*** Opening DATASET CONTENT ***
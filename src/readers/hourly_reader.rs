use crate::error::{DashboardError, Result};
use crate::models::{HourlyRecord, Season, TimeOfDay};
use crate::utils::dates::deserialize_date;
use chrono::NaiveDate;
use serde::Deserialize;
use std::io::Read;
use std::path::Path;

/// Columns of `hour_cleaned_df.csv` that the dashboard uses. Other columns
/// are ignored.
#[derive(Debug, Deserialize)]
struct HourlyRow {
    #[serde(rename = "dteday", deserialize_with = "deserialize_date")]
    date: NaiveDate,
    season: Season,
    hr: u8,
    #[serde(rename = "Time", default)]
    time: Option<TimeOfDay>,
    temp: f64,
    atemp: f64,
    hum: f64,
    cnt: u64,
}

impl From<HourlyRow> for HourlyRecord {
    fn from(row: HourlyRow) -> Self {
        let time_of_day = row.time.unwrap_or_else(|| TimeOfDay::from_hour(row.hr));
        HourlyRecord::new(
            row.date,
            row.hr,
            time_of_day,
            row.season,
            row.temp,
            row.atemp,
            row.hum,
            row.cnt,
        )
    }
}

pub struct HourlyReader {
    delimiter: u8,
}

impl HourlyReader {
    pub fn new() -> Self {
        Self { delimiter: b',' }
    }

    pub fn with_delimiter(delimiter: u8) -> Self {
        Self { delimiter }
    }

    /// Read the hourly table. Any unreadable row fails the whole load.
    pub fn read_hourly(&self, path: &Path) -> Result<Vec<HourlyRecord>> {
        let file = std::fs::File::open(path).map_err(|e| DashboardError::data_load(path, e))?;
        self.read_from(file)
            .map_err(|e| DashboardError::data_load(path, e))
    }

    pub fn read_from<R: Read>(&self, input: R) -> Result<Vec<HourlyRecord>> {
        let mut reader = csv::ReaderBuilder::new()
            .delimiter(self.delimiter)
            .trim(csv::Trim::All)
            .from_reader(input);

        let mut records = Vec::new();
        for row in reader.deserialize::<HourlyRow>() {
            records.push(HourlyRecord::from(row?));
        }

        Ok(records)
    }
}

impl Default for HourlyReader {
    fn default() -> Self {
        Self::new()
    }
}

#[cfg(test)]
mod tests {
    use super::*;
    use std::io::Write;
    use tempfile::NamedTempFile;

    const HOURLY_CSV: &str = "\
instant,dteday,season,yr,mnth,hr,holiday,weekday,workingday,weathersit,temp,atemp,hum,windspeed,casual,registered,cnt,Time
1,2011-01-01,Winter,0,1,0,0,6,0,1,0.24,0.2879,0.81,0.0,3,13,16,Evening
2,2011-01-01,Winter,0,1,9,0,6,0,1,0.32,0.3485,0.76,0.0,8,6,14,Morning
";

    #[test]
    fn test_read_hourly_with_time_column() {
        let reader = HourlyReader::new();
        let records = reader.read_from(HOURLY_CSV.as_bytes()).unwrap();

        assert_eq!(records.len(), 2);
        assert_eq!(records[0].date, NaiveDate::from_ymd_opt(2011, 1, 1).unwrap());
        assert_eq!(records[0].season, Season::Winter);
        assert_eq!(records[0].time_of_day, TimeOfDay::Evening);
        assert_eq!(records[1].hour, 9);
        assert_eq!(records[1].cnt, 14);
        assert_eq!(records[1].hum, 0.76);
    }

    #[test]
    fn test_read_hourly_derives_bucket_without_time_column() {
        let csv = "dteday,season,hr,temp,atemp,hum,cnt\n2011-01-01,1,13,0.5,0.5,0.5,40\n";
        let records = HourlyReader::new().read_from(csv.as_bytes()).unwrap();

        assert_eq!(records[0].season, Season::Spring);
        assert_eq!(records[0].time_of_day, TimeOfDay::Day);
    }

    #[test]
    fn test_semicolon_delimiter() {
        let csv = "dteday;season;hr;temp;atemp;hum;cnt\n2012-06-01;Summer;18;0.7;0.6;0.4;512\n";
        let records = HourlyReader::with_delimiter(b';')
            .read_from(csv.as_bytes())
            .unwrap();

        assert_eq!(records[0].hour, 18);
        assert_eq!(records[0].time_of_day, TimeOfDay::Afternoon);
        assert_eq!(records[0].cnt, 512);
    }

    #[test]
    fn test_malformed_row_is_a_load_error() -> Result<()> {
        let mut file = NamedTempFile::new()?;
        writeln!(file, "dteday,season,hr,temp,atemp,hum,cnt")?;
        writeln!(file, "2011-01-01,Winter,three,0.5,0.5,0.5,40")?;

        let err = HourlyReader::new().read_hourly(file.path()).unwrap_err();
        assert!(matches!(err, DashboardError::DataLoad { .. }));
        Ok(())
    }

    #[test]
    fn test_missing_file_is_a_load_error() {
        let err = HourlyReader::new()
            .read_hourly(Path::new("/nonexistent/hour.csv"))
            .unwrap_err();
        assert!(err.to_string().contains("/nonexistent/hour.csv"));
    }
}
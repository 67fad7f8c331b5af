pub mod chart_writer;
pub mod report_writer;

pub use chart_writer::ChartWriter;
pub use report_writer::ReportWriter;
*** Closing DATASET CONTENT ***
▶ **EXERCISE PROMPT**
Each record above is to be restated word for word.

▶ **FINAL ANSWER**
filename src/readers/hourly_reader.rs
use crate::error::{DashboardError, Result};
use crate::models::{HourlyRecord, Season, TimeOfDay};
use crate::utils::dates::deserialize_date;
use chrono::NaiveDate;
use serde::Deserialize;
use std::io::Read;
use std::path::Path;

/// Columns of `hour_cleaned_df.csv` that the dashboard uses. Other columns
/// are ignored.
#[derive(Debug, Deserialize)]
struct HourlyRow {
    #[serde(rename = "dteday", deserialize_with = "deserialize_date")]
    date: NaiveDate,
    season: Season,
    hr: u8,
    #[serde(rename = "Time", default)]
    time: Option<TimeOfDay>,
    temp: f64,
    atemp: f64,
    hum: f64,
    cnt: u64,
}

impl From<HourlyRow> for HourlyRecord {
    fn from(row: HourlyRow) -> Self {
        let time_of_day = row.time.unwrap_or_else(|| TimeOfDay::from_hour(row.hr));
        HourlyRecord::new(
            row.date,
            row.hr,
            time_of_day,
            row.season,
            row.temp,
            row.atemp,
            row.hum,
            row.cnt,
        )
    }
}

pub struct HourlyReader {
    delimiter: u8,
}

impl HourlyReader {
    pub fn new() -> Self {
        Self { delimiter: b',' }
    }

    pub fn with_delimiter(delimiter: u8) -> Self {
        Self { delimiter }
    }

    /// Read the hourly table. Any unreadable row fails the whole load.
    pub fn read_hourly(&self, path: &Path) -> Result<Vec<HourlyRecord>> {
        let file = std::fs::File::open(path).map_err(|e| DashboardError::data_load(path, e))?;
        self.read_from(file)
            .map_err(|e| DashboardError::data_load(path, e))
    }

    pub fn read_from<R: Read>(&self, input: R) -> Result<Vec<HourlyRecord>> {
        let mut reader = csv::ReaderBuilder::new()
            .delimiter(self.delimiter)
            .trim(csv::Trim::All)
            .from_reader(input);

        let mut records = Vec::new();
        for row in reader.deserialize::<HourlyRow>() {
            records.push(HourlyRecord::from(row?));
        }

        Ok(records)
    }
}

impl Default for HourlyReader {
    fn default() -> Self {
        Self::new()
    }
}

#[cfg(test)]
mod tests {
    use super::*;
    use std::io::Write;
    use tempfile::NamedTempFile;

    const HOURLY_CSV: &str = "\
instant,dteday,season,yr,mnth,hr,holiday,weekday,workingday,weathersit,temp,atemp,hum,windspeed,casual,registered,cnt,Time
1,2011-01-01,Winter,0,1,0,0,6,0,1,0.24,0.2879,0.81,0.0,3,13,16,Evening
2,2011-01-01,Winter,0,1,9,0,6,0,1,0.32,0.3485,0.76,0.0,8,6,14,Morning
";

    #[test]
    fn test_read_hourly_with_time_column() {
        let reader = HourlyReader::new();
        let records = reader.read_from(HOURLY_CSV.as_bytes()).unwrap();

        assert_eq!(records.len(), 2);
        assert_eq!(records[0].date, NaiveDate::from_ymd_opt(2011, 1, 1).unwrap());
        assert_eq!(records[0].season, Season::Winter);
        assert_eq!(records[0].time_of_day, TimeOfDay::Evening);
        assert_eq!(records[1].hour, 9);
        assert_eq!(records[1].cnt, 14);
        assert_eq!(records[1].hum, 0.76);
    }

    #[test]
    fn test_read_hourly_derives_bucket_without_time_column() {
        let csv = "dteday,season,hr,temp,atemp,hum,cnt\n2011-01-01,1,13,0.5,0.5,0.5,40\n";
        let records = HourlyReader::new().read_from(csv.as_bytes()).unwrap();

        assert_eq!(records[0].season, Season::Spring);
        assert_eq!(records[0].time_of_day, TimeOfDay::Day);
    }

    #[test]
    fn test_semicolon_delimiter() {
        let csv = "dteday;season;hr;temp;atemp;hum;cnt\n2012-06-01;Summer;18;0.7;0.6;0.4;512\n";
        let records = HourlyReader::with_delimiter(b';')
            .read_from(csv.as_bytes())
            .unwrap();

        assert_eq!(records[0].hour, 18);
        assert_eq!(records[0].time_of_day, TimeOfDay::Afternoon);
        assert_eq!(records[0].cnt, 512);
    }

    #[test]
    fn test_malformed_row_is_a_load_error() -> Result<()> {
        let mut file = NamedTempFile::new()?;
        writeln!(file, "dteday,season,hr,temp,atemp,hum,cnt")?;
        writeln!(file, "2011-01-01,Winter,three,0.5,0.5,0.5,40")?;

        let err = HourlyReader::new().read_hourly(file.path()).unwrap_err();
        assert!(matches!(err, DashboardError::DataLoad { .. }));
        Ok(())
    }

    #[test]
    fn test_missing_file_is_a_load_error() {
        let err = HourlyReader::new()
            .read_hourly(Path::new("/nonexistent/hour.csv"))
            .unwrap_err();
        assert!(err.to_string().contains("/nonexistent/hour.csv"));
    }
}
repository 67fad7f8c331b5af
pub mod chart_writer;
pub mod report_writer;

pub use chart_writer::ChartWriter;
pub use report_writer::ReportWriter;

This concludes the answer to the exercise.